Anything you say can and will be used against you by your children at a later date.
And so on Christmas Day, my wife found herself on the receiving end of all of the “encouragement” we used to have to give the kids to get them out on cross-country skis for what has become a family tradition.
“It’ll be fun!” “We need some fresh air!” “It’s good exercise!” “It’s a tradition!”
I’m not sure when our Christmas ski went from something we had done a couple of times, to annual tradition, but it must be getting close to 10 years — the kids are now 14 and 16, and we would’ve started when they were in elementary school as way to counteract all those sugarplums on Christmas morning. Dragging them away from their gifts always took some cajoling.
For that matter, getting them go for a ski took some cajoling on many occasions, not just Christmas. I used to pick the kids up from their elementary school on Friday afternoons, and getting them into snow clothes and ski boots was sometimes a battle.
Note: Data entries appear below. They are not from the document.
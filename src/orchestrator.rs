// ABOUTME: AI request orchestration for the four nutrition content kinds
// ABOUTME: Builds prompts and schemas, validates responses, applies per-kind degradation
//
// SPDX-License-Identifier: MIT OR Apache-2.0
// Copyright (c) 2025 Nutriwise Contributors

//! # AI Orchestrator
//!
//! [`NutritionAi`] issues the four request kinds against an injected
//! [`LlmProvider`] and decodes the responses into typed results:
//!
//! - [`explain`](NutritionAi::explain): grounded free text; failures propagate.
//! - [`related_topics`](NutritionAi::related_topics): schema-constrained;
//!   any failure degrades to an empty list and never propagates.
//! - [`analyze_symptoms`](NutritionAi::analyze_symptoms) and
//!   [`generate_meal_plan`](NutritionAi::generate_meal_plan):
//!   schema-constrained; failures propagate typed.
//! - [`search`](NutritionAi::search): parallel join of `explain` and
//!   `related_topics`; fails only when `explain` fails.
//!
//! The provider handle is set once at construction and never reconfigured.
//! There are no retries, no timeouts and no request deduplication here;
//! callers own re-entrancy control.

use std::sync::Arc;

use serde::de::DeserializeOwned;
use serde::Deserialize;
use tracing::{error, instrument, warn};

use crate::config::LlmConfig;
use crate::errors::{AppError, AppResult};
use crate::llm::{prompts, GeminiProvider, GenerateRequest, LlmProvider, Schema};
use crate::models::{
    DeficiencyAnalysis, DietExplanation, DietSearchResult, MealPlan, MealPlanRequest, WebSource,
};

/// Maximum number of related topics exposed to callers
const MAX_RELATED_TOPICS: usize = 5;

/// Wire shape of the related-topics payload
#[derive(Debug, Deserialize)]
struct RelatedTopicsPayload {
    related_topics: Vec<String>,
}

/// Orchestrator for AI-generated nutrition content
///
/// Holds an optional provider: when unconfigured (no credential at
/// startup), every operation fails immediately with a configuration error
/// and performs no network I/O.
pub struct NutritionAi {
    provider: Option<Arc<dyn LlmProvider>>,
}

impl NutritionAi {
    /// Create an orchestrator backed by the given provider
    #[must_use]
    pub fn new(provider: Arc<dyn LlmProvider>) -> Self {
        Self {
            provider: Some(provider),
        }
    }

    /// Create an orchestrator with no provider configured
    #[must_use]
    pub const fn unconfigured() -> Self {
        Self { provider: None }
    }

    /// Build an orchestrator from configuration
    ///
    /// A missing API key yields the unconfigured state (logged as an
    /// error) rather than a construction failure; each call then reports
    /// the configuration problem.
    #[must_use]
    pub fn from_config(config: &LlmConfig) -> Self {
        match &config.api_key {
            Some(api_key) => {
                let mut provider = GeminiProvider::new(api_key);
                if let Some(model) = &config.model {
                    provider = provider.with_default_model(model);
                }
                Self::new(Arc::new(provider))
            }
            None => {
                error!("AI provider credential not set; AI operations will be unavailable");
                Self::unconfigured()
            }
        }
    }

    /// Whether a provider has been configured
    #[must_use]
    pub fn is_configured(&self) -> bool {
        self.provider.is_some()
    }

    /// Resolve the provider or fail with a configuration error
    fn provider(&self) -> AppResult<&Arc<dyn LlmProvider>> {
        self.provider
            .as_ref()
            .ok_or_else(|| AppError::config_missing("AI client is not initialized"))
    }

    /// Resolve a provider that supports schema-constrained output
    fn structured_provider(&self) -> AppResult<&Arc<dyn LlmProvider>> {
        let provider = self.provider()?;
        if !provider.capabilities().supports_json_mode() {
            return Err(AppError::config(format!(
                "provider {} does not support schema-constrained generation",
                provider.name()
            )));
        }
        Ok(provider)
    }

    /// Grounded free-text explanation of a diet topic
    ///
    /// # Errors
    ///
    /// Fails with a configuration error when no provider is set, or a
    /// service/parse error when the underlying call fails.
    #[instrument(skip(self))]
    pub async fn explain(&self, query: &str) -> AppResult<DietExplanation> {
        let provider = self.provider()?;

        let mut request = GenerateRequest::new(prompts::diet_explanation(query));
        if provider.capabilities().supports_search_grounding() {
            request = request.with_search_grounding();
        } else {
            warn!(
                provider = provider.name(),
                "provider lacks search grounding, answer will be uncited"
            );
        }

        let response = provider.generate(&request).await?;

        Ok(DietExplanation {
            text: response.text,
            sources: response
                .citations
                .into_iter()
                .map(|c| WebSource {
                    uri: c.uri,
                    title: c.title,
                })
                .collect(),
        })
    }

    /// Up to 5 related questions or comparison topics
    ///
    /// Degrades to an empty list on **any** failure (configuration,
    /// service, parse) instead of propagating.
    #[instrument(skip(self))]
    pub async fn related_topics(&self, query: &str) -> Vec<String> {
        match self.fetch_related_topics(query).await {
            Ok(mut topics) => {
                topics.truncate(MAX_RELATED_TOPICS);
                topics
            }
            Err(e) => {
                warn!(error = %e, "related topics unavailable, degrading to empty list");
                Vec::new()
            }
        }
    }

    async fn fetch_related_topics(&self, query: &str) -> AppResult<Vec<String>> {
        let provider = self.structured_provider()?;

        let schema = Schema::object([(
            "related_topics",
            Schema::array(Schema::string())
                .with_description("A list of 5 related diet questions or topics."),
        )])
        .with_required(["related_topics"]);

        let request =
            GenerateRequest::new(prompts::related_topics(query)).with_response_schema(schema);
        let response = provider.generate(&request).await?;

        let payload: RelatedTopicsPayload = parse_structured(&response.text)?;
        Ok(payload.related_topics)
    }

    /// Analyze free-text symptoms into likely nutrient deficiencies
    ///
    /// # Errors
    ///
    /// Propagates configuration, service and parse errors; no silent
    /// degradation.
    #[instrument(skip(self, symptoms))]
    pub async fn analyze_symptoms(&self, symptoms: &str) -> AppResult<DeficiencyAnalysis> {
        let provider = self.structured_provider()?;

        let deficiency = Schema::object([
            (
                "name",
                Schema::string().with_description("Vitamin or mineral name"),
            ),
            (
                "explanation",
                Schema::string().with_description("Why the symptoms point at this deficiency"),
            ),
            ("foodSources", Schema::array(Schema::string())),
            (
                "recommendedDosage",
                Schema::string().with_description("Recommended daily allowance for adults"),
            ),
        ]);
        let schema = Schema::object([
            ("potentialDeficiencies", Schema::array(deficiency)),
            (
                "disclaimer",
                Schema::string()
                    .with_description("Warning that a physician must be consulted"),
            ),
        ]);

        let request =
            GenerateRequest::new(prompts::symptom_analysis(symptoms)).with_response_schema(schema);
        let response = provider.generate(&request).await?;

        parse_structured(&response.text)
    }

    /// Generate a one-day meal plan for a calorie target and diet label
    ///
    /// Four meals (breakfast, lunch, dinner, snack) are requested; the
    /// schema enforces the per-meal shape, not the count or names.
    ///
    /// # Errors
    ///
    /// Propagates configuration, service and parse errors.
    #[instrument(skip(self, request), fields(target_calories = request.target_calories))]
    pub async fn generate_meal_plan(&self, request: &MealPlanRequest) -> AppResult<MealPlan> {
        let provider = self.structured_provider()?;

        let meal = Schema::object([
            (
                "name",
                Schema::string()
                    .with_description("Meal name (breakfast, lunch, dinner, snack)"),
            ),
            ("dish", Schema::string().with_description("Dish name")),
            ("calories", Schema::number()),
            ("ingredients", Schema::array(Schema::string())),
        ])
        .with_required(["name", "dish", "calories", "ingredients"]);
        let schema = Schema::object([
            ("totalCalories", Schema::number()),
            ("meals", Schema::array(meal)),
        ])
        .with_required(["totalCalories", "meals"]);

        let generate =
            GenerateRequest::new(prompts::meal_plan(request)).with_response_schema(schema);
        let response = provider.generate(&generate).await?;

        parse_structured(&response.text)
    }

    /// Combined diet search: explanation and related topics in parallel
    ///
    /// Both calls are issued concurrently and joined. A `related_topics`
    /// failure degrades to an empty list; an `explain` failure fails the
    /// whole operation.
    ///
    /// # Errors
    ///
    /// Propagates `explain`'s configuration, service or parse error.
    #[instrument(skip(self))]
    pub async fn search(&self, query: &str) -> AppResult<DietSearchResult> {
        let (explanation, topics) =
            tokio::join!(self.explain(query), self.related_topics(query));
        let explanation = explanation?;

        Ok(DietSearchResult {
            text: explanation.text,
            sources: explanation.sources,
            related_topics: topics,
        })
    }
}

/// Trim and decode a schema-constrained response payload
///
/// Shape mismatches fail closed with a parse error rather than being
/// coerced or passed downstream untyped.
fn parse_structured<T: DeserializeOwned>(text: &str) -> AppResult<T> {
    serde_json::from_str(text.trim())
        .map_err(|e| AppError::parse(format!("response did not match expected schema: {e}")))
}
use serde::{Deserialize, Serialize};
use serde_json::{Map, Value};
use std::fmt;

/// A validated point on the Earth's surface.
///
/// Fields are private so a `Coordinate` can only be built through
/// [`Coordinate::new`] or the map selector, both of which keep it in range.
#[derive(Debug, Clone, Copy, PartialEq, Serialize)]
pub struct Coordinate {
    latitude: f64,
    longitude: f64,
}

#[derive(Debug, Clone, PartialEq, thiserror::Error)]
pub enum CoordinateError {
    #[error("Coordinates must be finite numbers")]
    NotFinite,
    #[error("Latitude {0} is outside the range -90..=90")]
    LatitudeOutOfRange(f64),
    #[error("Longitude {0} is outside the range -180..=180")]
    LongitudeOutOfRange(f64),
}

impl Coordinate {
    pub fn new(latitude: f64, longitude: f64) -> Result<Self, CoordinateError> {
        if !latitude.is_finite() || !longitude.is_finite() {
            return Err(CoordinateError::NotFinite);
        }
        if !(-90.0..=90.0).contains(&latitude) {
            return Err(CoordinateError::LatitudeOutOfRange(latitude));
        }
        if !(-180.0..=180.0).contains(&longitude) {
            return Err(CoordinateError::LongitudeOutOfRange(longitude));
        }

        Ok(Self {
            latitude,
            longitude,
        })
    }

    pub fn latitude(&self) -> f64 {
        self.latitude
    }

    pub fn longitude(&self) -> f64 {
        self.longitude
    }
}

/// Rounded for display only; requests always carry full precision.
impl fmt::Display for Coordinate {
    fn fmt(&self, f: &mut fmt::Formatter<'_>) -> fmt::Result {
        write!(f, "latitude {:.4}, longitude {:.4}", self.latitude, self.longitude)
    }
}

/// Top-level sections of an Open-Meteo forecast document.
#[derive(Debug, Clone, Copy, PartialEq, Eq, Hash)]
pub enum Section {
    Daily,
    Hourly,
}

impl Section {
    pub fn as_str(&self) -> &'static str {
        match self {
            Section::Daily => "daily",
            Section::Hourly => "hourly",
        }
    }

    fn units_key(&self) -> &'static str {
        match self {
            Section::Daily => "daily_units",
            Section::Hourly => "hourly_units",
        }
    }
}

impl fmt::Display for Section {
    fn fmt(&self, f: &mut fmt::Formatter<'_>) -> fmt::Result {
        f.write_str(self.as_str())
    }
}

/// Key of the index sequence every other column in a section is aligned to.
pub const TIME_KEY: &str = "time";

/// Daily aggregate variables requested from the API.
#[derive(Debug, Clone, Copy, PartialEq, Eq, Hash)]
pub enum DailyField {
    TemperatureMax,
    TemperatureMin,
    PrecipitationSum,
}

impl DailyField {
    pub fn as_str(&self) -> &'static str {
        match self {
            DailyField::TemperatureMax => "temperature_2m_max",
            DailyField::TemperatureMin => "temperature_2m_min",
            DailyField::PrecipitationSum => "precipitation_sum",
        }
    }

    pub const fn all() -> &'static [DailyField] {
        &[
            DailyField::TemperatureMax,
            DailyField::TemperatureMin,
            DailyField::PrecipitationSum,
        ]
    }
}

/// Hourly sample variables requested from the API.
#[derive(Debug, Clone, Copy, PartialEq, Eq, Hash)]
pub enum HourlyField {
    Temperature,
    Precipitation,
    WeatherCode,
    WindSpeed,
}

impl HourlyField {
    pub fn as_str(&self) -> &'static str {
        match self {
            HourlyField::Temperature => "temperature_2m",
            HourlyField::Precipitation => "precipitation",
            HourlyField::WeatherCode => "weathercode",
            HourlyField::WindSpeed => "windspeed_10m",
        }
    }

    pub const fn all() -> &'static [HourlyField] {
        &[
            HourlyField::Temperature,
            HourlyField::Precipitation,
            HourlyField::WeatherCode,
            HourlyField::WindSpeed,
        ]
    }

    /// The variables drawn as independent charts.
    pub const fn charted() -> &'static [HourlyField] {
        &[
            HourlyField::Temperature,
            HourlyField::Precipitation,
            HourlyField::WindSpeed,
        ]
    }
}

/// The forecast document exactly as the API returned it.
///
/// No field presence is checked here; see [`crate::shaper`] for the
/// tolerant accessors.
#[derive(Debug, Clone, PartialEq, Serialize, Deserialize)]
#[serde(transparent)]
pub struct ForecastResponse {
    document: Value,
}

impl ForecastResponse {
    pub fn new(document: Value) -> Self {
        Self { document }
    }

    pub fn as_json(&self) -> &Value {
        &self.document
    }

    /// The section object, or `None` if it is absent or not an object.
    pub fn section(&self, section: Section) -> Option<&Map<String, Value>> {
        self.document.get(section.as_str())?.as_object()
    }

    /// Unit label the API reported for a variable, e.g. `"°C"`.
    pub fn unit(&self, section: Section, key: &str) -> Option<&str> {
        self.document.get(section.units_key())?.get(key)?.as_str()
    }

    pub fn to_pretty_json(&self) -> String {
        serde_json::to_string_pretty(&self.document).unwrap_or_else(|_| self.document.to_string())
    }
}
And when I’d ask which trail they wanted to go to, the frequent answer was, “Whichever one is shorter!”
Lucky for me, elementary-aged kids don’t necessarily have the best sense of distance.
I also remember a few of those circular kid-logic arguments, especially with my daughter, who would decide to stop if she got cold.
“Every time you stop, you get colder”; “The faster you go, the warmer you get”; and, “The slower you go, the longer we’re going to be out here,” were frequent sayings that were clearly up for debate.
The solution I finally came up with was to pick a landmark toward the last third of the trail, and time ourselves from there to the finish each week. That worked wonders; the kids were anxious to get to the timing point, and then the race was on to get back to the trailhead (eat your heart out, Strava).
Those late afternoons and early evenings skiing with the kids led to some magic moments, too.
I remember one brisk afternoon on the Kenai Golf Course when my son was in first or second grade. At one point, he stopped for a minute to take in the view.
“Dad, let’s look at the sunset. Isn’t it beautiful?” he said.
That’s the kind of thing that warms your heart on the coldest of days.
There was another outing on Tsalteshi Trails under a moon so bright, it cast shadows. We were about to start our sprint to the finish when my daughter exclaimed, “This is the best thing ever!”
At least a little bit of that enthusiasm must’ve stuck, because both kids are now on the high school ski team.
As for my wife, she wasn’t necessarily trying to get out of skiing — it’s not her favorite thing, but she’ll do it. But we have two young dogs in the house now, and if they don’t get out for their run every day, they act like over-sugared elementary kids — which is why we started the family ski adventure in the first place. Her plan was to take the dogs for a run while we were skiing.
However, the kids were merciless: “Come on, Mom, you always make us do this! It’s a tradition!”
In the end, my wife went running with the dogs while I went skiing with the kids. We have attempted combing dogs and skiing with some skijoring, but we definitely need a lot more practice.
In the mean time, I hope the kids remember this moment. Because somewhere down the road, they are going to start some family traditions of their own — whether their kids like it or not.